ABOUT THIS EXERCISE | Pull every line containing "teardown" from the data.
Segment Start: RAW DATA
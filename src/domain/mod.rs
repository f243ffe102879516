//! Domain models - core robot types
//!
//! This module contains the canonical data types used throughout the system:
//! - `Person` - person snapshot reported by the gateway
//! - `FollowState` / `FaceMood` / `InteractionState` - observable robot state
//! - `NavigationEvent` - events fanned out to navigation listeners
//! - `Place` - named navigation target
//! - `GatewayEvent` - asynchronous gateway callbacks

pub mod types;

// Re-export commonly used types at module level
pub use types::{
    FaceMood, FollowError, FollowState, FollowStatus, GatewayEvent, InteractionState,
    MotionCommand, NavigationEvent, NavigationStatus, Person, PersonId, Place, SpeechOutcome,
};
//! Shared types for the robot companion

use serde::{Deserialize, Serialize};

/// Newtype wrapper for person IDs reported by the robot gateway
#[derive(Debug, Clone, Copy, PartialEq, Eq, Hash, Serialize, Deserialize)]
#[repr(transparent)]
pub struct PersonId(pub i32);

impl std::fmt::Display for PersonId {
    fn fmt(&self, f: &mut std::fmt::Formatter<'_>) -> std::fmt::Result {
        write!(f, "{}", self.0)
    }
}

/// Person snapshot from a single gateway query
#[derive(Debug, Clone, Copy, PartialEq, Eq, Serialize, Deserialize)]
pub struct Person {
    pub id: PersonId,
    pub has_face: bool,
}

impl Person {
    #[inline]
    pub fn new(id: i32, has_face: bool) -> Self {
        Self { id: PersonId(id), has_face }
    }

    /// Only persons with a detected face can be followed
    #[inline]
    pub fn is_followable(&self) -> bool {
        self.has_face
    }
}

/// Focus-follow state of the robot
#[derive(Debug, Clone, Copy, PartialEq, Eq, Default, Serialize)]
#[serde(rename_all = "snake_case")]
pub enum FollowState {
    #[default]
    NotFollowing,
    Following,
    /// Target lost; transient until the teardown completes
    Lost,
    /// Target still tracked but beyond the follow distance
    OutOfRange,
}

impl FollowState {
    /// True while a follow command is active on the gateway
    pub fn is_engaged(&self) -> bool {
        matches!(self, FollowState::Following | FollowState::OutOfRange)
    }

    pub fn as_str(&self) -> &str {
        match self {
            FollowState::NotFollowing => "not_following",
            FollowState::Following => "following",
            FollowState::Lost => "lost",
            FollowState::OutOfRange => "out_of_range",
        }
    }
}

/// Face shown on the robot screen
#[derive(Debug, Clone, Copy, PartialEq, Eq, Default, Serialize, Deserialize)]
#[serde(rename_all = "snake_case")]
pub enum FaceMood {
    #[default]
    Neutral,
    Happy,
    Bored,
    Mad,
    Sad,
    Love,
}

impl std::str::FromStr for FaceMood {
    type Err = anyhow::Error;

    fn from_str(s: &str) -> Result<Self, Self::Err> {
        Ok(match s.trim().to_ascii_lowercase().as_str() {
            "neutral" => FaceMood::Neutral,
            "happy" => FaceMood::Happy,
            "bored" => FaceMood::Bored,
            "mad" => FaceMood::Mad,
            "sad" => FaceMood::Sad,
            "love" => FaceMood::Love,
            other => anyhow::bail!("unknown face mood '{}'", other),
        })
    }
}

/// What the robot is doing conversationally
#[derive(Debug, Clone, Copy, PartialEq, Eq, Default, Serialize)]
#[serde(rename_all = "snake_case")]
pub enum InteractionState {
    #[default]
    Idle,
    Thinking,
    Listening,
    Speaking,
}

/// Navigation events fanned out to registered listeners
#[derive(Debug, Clone, Copy, PartialEq, Eq, Serialize)]
#[serde(rename_all = "snake_case")]
pub enum NavigationEvent {
    RouteBlocked,
    ObstacleCleared,
    NavigationStarted,
}

/// Named navigation target on the robot map
#[derive(Debug, Clone, PartialEq, Serialize, Deserialize)]
pub struct Place {
    pub x: f64,
    pub y: f64,
    pub theta: f64,
    pub name: String,
}

/// Movement primitives exposed by the gateway
#[derive(Debug, Clone, Copy, PartialEq, Eq)]
pub enum MotionCommand {
    Forward,
    Backward,
    TurnLeft,
    TurnRight,
    Stop,
    HeadUp,
    HeadDown,
    HeadReset,
}

impl MotionCommand {
    pub fn as_str(&self) -> &str {
        match self {
            MotionCommand::Forward => "forward",
            MotionCommand::Backward => "backward",
            MotionCommand::TurnLeft => "turn_left",
            MotionCommand::TurnRight => "turn_right",
            MotionCommand::Stop => "stop",
            MotionCommand::HeadUp => "head_up",
            MotionCommand::HeadDown => "head_down",
            MotionCommand::HeadReset => "head_reset",
        }
    }
}

/// Status callbacks of a focus-follow command
#[derive(Debug, Clone, Copy, PartialEq, Eq)]
pub enum FollowStatus {
    TrackSucceeded,
    GuestLost,
    GuestFaraway,
    GuestAppear,
    Other(i32),
}

/// Error callbacks of a focus-follow command
#[derive(Debug, Clone, Copy, PartialEq, Eq)]
pub enum FollowError {
    SetTrackFailed,
    TargetNotFound,
    AlreadyRunning,
    Other(i32),
}

/// Status callbacks of a navigation command
#[derive(Debug, Clone, Copy, PartialEq, Eq)]
pub enum NavigationStatus {
    AvoidStarted,
    AvoidEnded,
    NavigationStarted,
    TrackSucceeded,
    GuestAppear,
    GuestLost,
    GuestFaraway,
    Other(i32),
}

/// How a text-to-speech playback ended
#[derive(Debug, Clone, Copy, PartialEq, Eq)]
pub enum SpeechOutcome {
    Completed,
    Stopped,
    Failed,
}

/// Asynchronous callbacks delivered by a gateway on its callback channel
#[derive(Debug, Clone, PartialEq)]
pub enum GatewayEvent {
    /// Gateway API connection established
    Connected,
    FollowStatus(FollowStatus),
    FollowError { error: FollowError, message: Option<String> },
    NavigationStatus(NavigationStatus),
    /// Final result of a navigation command
    NavigationResult { status: i32, message: Option<String> },
    /// Raw place-list response (JSON array text)
    PlaceList(String),
    /// Person-change notification with the current person list
    PersonsChanged(Vec<Person>),
}

#[cfg(test)]
mod tests {
    use super::*;

    #[test]
    fn test_engaged_states() {
        assert!(FollowState::Following.is_engaged());
        assert!(FollowState::OutOfRange.is_engaged());
        assert!(!FollowState::Lost.is_engaged());
        assert!(!FollowState::NotFollowing.is_engaged());
    }

    #[test]
    fn test_face_mood_from_str() {
        assert_eq!("Happy".parse::<FaceMood>().unwrap(), FaceMood::Happy);
        assert_eq!(" love ".parse::<FaceMood>().unwrap(), FaceMood::Love);
        assert!("grumpy".parse::<FaceMood>().is_err());
    }

    #[test]
    fn test_place_deserialize() {
        let place: Place =
            serde_json::from_str(r#"{"x":1.0,"y":2,"theta":0,"name":"lab","id":7}"#).unwrap();
        assert_eq!(place.name, "lab");
        assert_eq!(place.y, 2.0);
    }
}
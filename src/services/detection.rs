//! Person-change listener registration
//!
//! The gateway rejects a second registration, so the registration state
//! lives behind one mutex shared by the tracking loop and the follow
//! teardown path.

use crate::services::gateway::RobotGateway;
use parking_lot::Mutex;
use std::sync::Arc;
use tracing::{debug, warn};

pub struct PersonDetection {
    gateway: Arc<dyn RobotGateway>,
    registered: Mutex<bool>,
}

impl PersonDetection {
    pub fn new(gateway: Arc<dyn RobotGateway>) -> Self {
        Self { gateway, registered: Mutex::new(false) }
    }

    /// Drop any active registration and register again
    pub fn reregister(&self) -> anyhow::Result<()> {
        let mut registered = self.registered.lock();
        if *registered {
            if let Err(e) = self.gateway.unregister_person_listener() {
                warn!(error = %e, "person_listener_unregister_failed");
            }
            *registered = false;
        }
        self.gateway.register_person_listener()?;
        *registered = true;
        debug!("person_listener_reregistered");
        Ok(())
    }

    /// Unregister if registered. Safe to call any number of times.
    pub fn unregister(&self) {
        let mut registered = self.registered.lock();
        if !*registered {
            return;
        }
        // The registration is considered gone even if the gateway call fails
        *registered = false;
        match self.gateway.unregister_person_listener() {
            Ok(()) => debug!("person_listener_unregistered"),
            Err(e) => warn!(error = %e, "person_listener_unregister_failed"),
        }
    }
}
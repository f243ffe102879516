//! Shared helpers for integration tests

#![allow(dead_code)]

use async_trait::async_trait;
use parking_lot::Mutex;
use robot_companion::domain::types::{Person, PersonId, SpeechOutcome};
use robot_companion::infra::Config;
use robot_companion::services::gateway::{FollowParams, Motion, NavigationParams, RobotGateway};
use std::io::Write;
use std::time::Duration;
use tempfile::NamedTempFile;

/// Robot command as seen by the recording gateway
#[derive(Debug, Clone, PartialEq)]
pub enum Call {
    StartFollow(PersonId),
    StopFollow,
    RequestPlaces,
    Navigate(String),
    Motion(Motion),
    PlayText(String),
}

/// Gateway that records robot commands and answers person queries from a
/// fixed list. Listener registration and microphone calls are accepted
/// silently; the unit-test fake in the coordinator checks those.
pub struct RecordingGateway {
    persons: Mutex<Vec<Person>>,
    calls: Mutex<Vec<Call>>,
}

impl RecordingGateway {
    pub fn new(persons: Vec<Person>) -> Self {
        Self { persons: Mutex::new(persons), calls: Mutex::new(Vec::new()) }
    }

    pub fn calls(&self) -> Vec<Call> {
        self.calls.lock().clone()
    }

    pub fn count(&self, call: &Call) -> usize {
        self.calls.lock().iter().filter(|c| *c == call).count()
    }

    fn record(&self, call: Call) {
        self.calls.lock().push(call);
    }
}

#[async_trait]
impl RobotGateway for RecordingGateway {
    async fn get_all_persons(&self) -> anyhow::Result<Vec<Person>> {
        Ok(self.persons.lock().clone())
    }

    fn start_follow(&self, target: PersonId, _params: FollowParams) -> anyhow::Result<()> {
        self.record(Call::StartFollow(target));
        Ok(())
    }

    fn stop_follow(&self) -> anyhow::Result<()> {
        self.record(Call::StopFollow);
        Ok(())
    }

    fn register_person_listener(&self) -> anyhow::Result<()> {
        Ok(())
    }

    fn unregister_person_listener(&self) -> anyhow::Result<()> {
        Ok(())
    }

    fn request_place_list(&self) -> anyhow::Result<()> {
        self.record(Call::RequestPlaces);
        Ok(())
    }

    fn start_navigation(&self, destination: &str, _params: NavigationParams) -> anyhow::Result<()> {
        self.record(Call::Navigate(destination.to_string()));
        Ok(())
    }

    fn execute_motion(&self, motion: Motion) -> anyhow::Result<()> {
        self.record(Call::Motion(motion));
        Ok(())
    }

    async fn play_text(&self, _utterance_id: &str, text: &str) -> anyhow::Result<SpeechOutcome> {
        self.record(Call::PlayText(text.to_string()));
        tokio::time::sleep(Duration::from_millis(10)).await;
        Ok(SpeechOutcome::Completed)
    }

    fn set_listening(&self, _recognize_mode: bool, _recognizable: bool) -> anyhow::Result<()> {
        Ok(())
    }
}

/// Write `content` to a temp file and load it as config.
/// The file handle is returned so it outlives the test body.
pub fn config_from_toml(content: &str) -> (Config, NamedTempFile) {
    let mut temp_file = NamedTempFile::new().unwrap();
    temp_file.write_all(content.as_bytes()).unwrap();
    temp_file.flush().unwrap();
    let config = Config::from_file(temp_file.path()).unwrap();
    (config, temp_file)
}

/// Poll `condition` every 5ms for up to two seconds
pub async fn wait_until<F: Fn() -> bool>(condition: F) -> bool {
    for _ in 0..400 {
        if condition() {
            return true;
        }
        tokio::time::sleep(Duration::from_millis(5)).await;
    }
    condition()
}
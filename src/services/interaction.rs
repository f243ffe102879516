//! Listening and speech coordination
//!
//! Keeps listening and speaking mutually exclusive: listening is disabled
//! before playback starts and only re-enabled after playback ends, when the
//! caller asks for it.

use crate::domain::types::{InteractionState, SpeechOutcome};
use crate::infra::metrics::Metrics;
use crate::services::gateway::RobotGateway;
use parking_lot::Mutex;
use std::sync::Arc;
use tokio::sync::watch;
use tracing::{debug, info, warn};
use uuid::Uuid;

pub struct InteractionOrchestrator {
    gateway: Arc<dyn RobotGateway>,
    state: watch::Sender<InteractionState>,
    /// Recognize mode stays on once enabled; disabling only clears "recognizable"
    recognize_mode: Mutex<bool>,
    /// One utterance at a time
    speech_turn: tokio::sync::Mutex<()>,
    metrics: Arc<Metrics>,
}

impl InteractionOrchestrator {
    pub fn new(gateway: Arc<dyn RobotGateway>, metrics: Arc<Metrics>) -> Self {
        let (state, _) = watch::channel(InteractionState::Idle);
        Self {
            gateway,
            state,
            recognize_mode: Mutex::new(false),
            speech_turn: tokio::sync::Mutex::new(()),
            metrics,
        }
    }

    pub fn state(&self) -> InteractionState {
        *self.state.borrow()
    }

    pub fn subscribe(&self) -> watch::Receiver<InteractionState> {
        self.state.subscribe()
    }

    /// Enable or disable speech recognition.
    ///
    /// Enabling sets recognize mode and recognizable; disabling clears only
    /// recognizable. Enabling is refused while speaking.
    pub fn set_listening(&self, enabled: bool) {
        if enabled && self.state() == InteractionState::Speaking {
            warn!("listening_refused_while_speaking");
            return;
        }

        let result = {
            let mut recognize_mode = self.recognize_mode.lock();
            if enabled {
                *recognize_mode = true;
            }
            self.gateway.set_listening(*recognize_mode, enabled)
        };
        if let Err(e) = result {
            warn!(enabled = %enabled, error = %e, "set_listening_failed");
            return;
        }

        self.state.send_if_modified(|state| match (enabled, *state) {
            (true, InteractionState::Listening) => false,
            (true, _) => {
                *state = InteractionState::Listening;
                true
            }
            (false, InteractionState::Listening) => {
                *state = InteractionState::Idle;
                true
            }
            (false, _) => false,
        });
        debug!(enabled = %enabled, "listening_set");
    }

    /// Mark the robot as waiting for a chat reply
    pub fn begin_thinking(&self) {
        // Close the microphone first so the gateway stops recognizing
        if self.state() == InteractionState::Listening {
            self.set_listening(false);
        }
        self.state.send_if_modified(|state| {
            if *state == InteractionState::Speaking || *state == InteractionState::Thinking {
                return false;
            }
            *state = InteractionState::Thinking;
            true
        });
    }

    /// Speak `text` and wait for playback to end.
    ///
    /// The state goes to `Speaking`, then back to `Idle` once the gateway
    /// reports the end of playback; `on_complete` runs exactly once after
    /// that, whatever the outcome. Listening is re-enabled afterwards only
    /// when `listen_after` is set.
    pub async fn speak<F>(&self, text: &str, listen_after: bool, on_complete: F) -> SpeechOutcome
    where
        F: FnOnce(SpeechOutcome) + Send,
    {
        let _turn = self.speech_turn.lock().await;

        self.set_listening(false);
        self.state.send_replace(InteractionState::Speaking);

        let utterance_id = Uuid::now_v7().to_string();
        self.metrics.record_utterance();
        info!(utterance_id = %utterance_id, chars = %text.chars().count(), listen_after = %listen_after, "speech_started");

        let outcome = match self.gateway.play_text(&utterance_id, text).await {
            Ok(outcome) => outcome,
            Err(e) => {
                warn!(utterance_id = %utterance_id, error = %e, "speech_failed");
                SpeechOutcome::Failed
            }
        };

        self.state.send_replace(InteractionState::Idle);
        info!(utterance_id = %utterance_id, outcome = ?outcome, "speech_finished");
        on_complete(outcome);

        if listen_after {
            self.set_listening(true);
        }
        outcome
    }
}
//! Robot companion library
//!
//! Person tracking, focus-follow and navigation event coordination for a
//! service robot. Exposes modules for integration testing and binary reuse.

pub mod domain;
pub mod infra;
pub mod io;
pub mod services;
Segment End: RAW DATA
SOLVED PROBLEM |
    /// Target lost; transient until the teardown completes
//! teardown path.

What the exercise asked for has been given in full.